= Mehmet Sıraç Bilgin =

Kurdish poet, politician (1944–2015)

Mehmet Sıraç Bilgin (1944–2015) was a Kurdish poet and politician. He was a prisoner several times until he went into exile to Sweden where he worked as an X-ray technician. He was a descendant of a leader of the Sheikh Said rebellion.

== Early life and education ==
He was born in 1944 in Syria where his father Abdulhamit was in exile. At the age of six he entered one year into an Armenian school in Syria. The next year, after an amnesty allowed it, the family returned to Turkey where they settled in Bingöl. He began to study medicine at the Ankara University but after two months of studies, he was expelled for political activities. In 1966 he successfully appealed his expulsion, but was not allowed to follow up on his studies. In 1979 he graduated as a medic from the Dicle University in Diyarbakir. He established himself as a doctor in Bingöl until he left to exile to Sweden in the 1980s.

== Political career ==
His political views were influenced by the Barzanis of Iraq he was affiliated with the Kurdistan Democratic Party of Turkey (TKDP). He was imprisoned after the Military coups in 1971 and 1980 but both times released after some time.

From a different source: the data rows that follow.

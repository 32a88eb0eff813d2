//! The per-connection pipeline contract shared by every stream protocol.

use std::sync::Arc;

use crate::context::Context;
use crate::exec::Sender;

/// What a pipeline invocation tells the session to do next.
#[derive(Debug, Clone, PartialEq, Eq)]
pub struct PipelineOutput {
    /// Bytes to write back, if any.
    pub data: Option<Vec<u8>>,
    /// Whether the connection stays open afterwards.
    pub keep_open: bool,
}

impl PipelineOutput {
    /// Nothing to send yet; keep reading.
    pub fn pending() -> Self {
        Self {
            data: None,
            keep_open: true,
        }
    }

    /// Send bytes, keep the connection alive.
    pub fn reply(data: Vec<u8>) -> Self {
        Self {
            data: Some(data),
            keep_open: true,
        }
    }

    /// Send bytes, then close.
    pub fn final_reply(data: Vec<u8>) -> Self {
        Self {
            data: Some(data),
            keep_open: false,
        }
    }
}

/// A per-connection protocol pipeline: bytes in, sender of output back.
///
/// Stream pipelines carry private parse state (hence `&mut self`); a fresh
/// instance is built for every connection by a [`PipelineFactory`].
pub trait TcpPipeline: Send {
    fn call(&mut self, data: &[u8], context: &Arc<Context>) -> Sender<PipelineOutput>;
}

/// Produces one pipeline instance per accepted connection.
pub type PipelineFactory = Box<dyn Fn() -> Box<dyn TcpPipeline> + Send + Sync>;

/// Protocol-less pipeline: every read chunk is handed to a user function
/// and its return is written straight back.
pub struct RawPipeline<F> {
    handler: F,
}

impl<F> RawPipeline<F>
where
    F: FnMut(&[u8]) -> Vec<u8> + Send + 'static,
{
    pub fn new(handler: F) -> Self {
        Self { handler }
    }
}

impl<G> RawPipeline<G>
where
    G: Fn(&[u8]) -> Vec<u8> + Clone + Send + Sync + 'static,
{
    /// A factory stamping out raw pipelines around a shared handler.
    pub fn factory(handler: G) -> PipelineFactory {
        Box::new(move || Box::new(RawPipeline::new(handler.clone())))
    }
}

impl<F> TcpPipeline for RawPipeline<F>
where
    F: FnMut(&[u8]) -> Vec<u8> + Send + 'static,
{
    fn call(&mut self, data: &[u8], _context: &Arc<Context>) -> Sender<PipelineOutput> {
        let reply = (self.handler)(data);
        if reply.is_empty() {
            Sender::just(PipelineOutput::pending())
        } else {
            Sender::just(PipelineOutput::reply(reply))
        }
    }
}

In 2009, Turkey issued arrest warrants against more than twenty Members of the Kurdish Parliament in Exile, among which also former politicians of the Turkish Democracy Party (DEP) figured. In 2014 Turkey granted a non-arrest assurance in case the defendants would return to Turkey within three months.

== Literary career and exile ==
While in exile he took up writing and became a contributor to the pro-Kurdish newspaper Özgür Gündem. In addition, he published several books and worked as an X-ray technician at the Uppsala University Hospital.

== Death and aftermath ==
He died in 2015 in the Uppsala University Hospital, Sweden. Despite this, Turkey demanded his extradition from Sweden, after the country made a NATO accession bid in May 2022.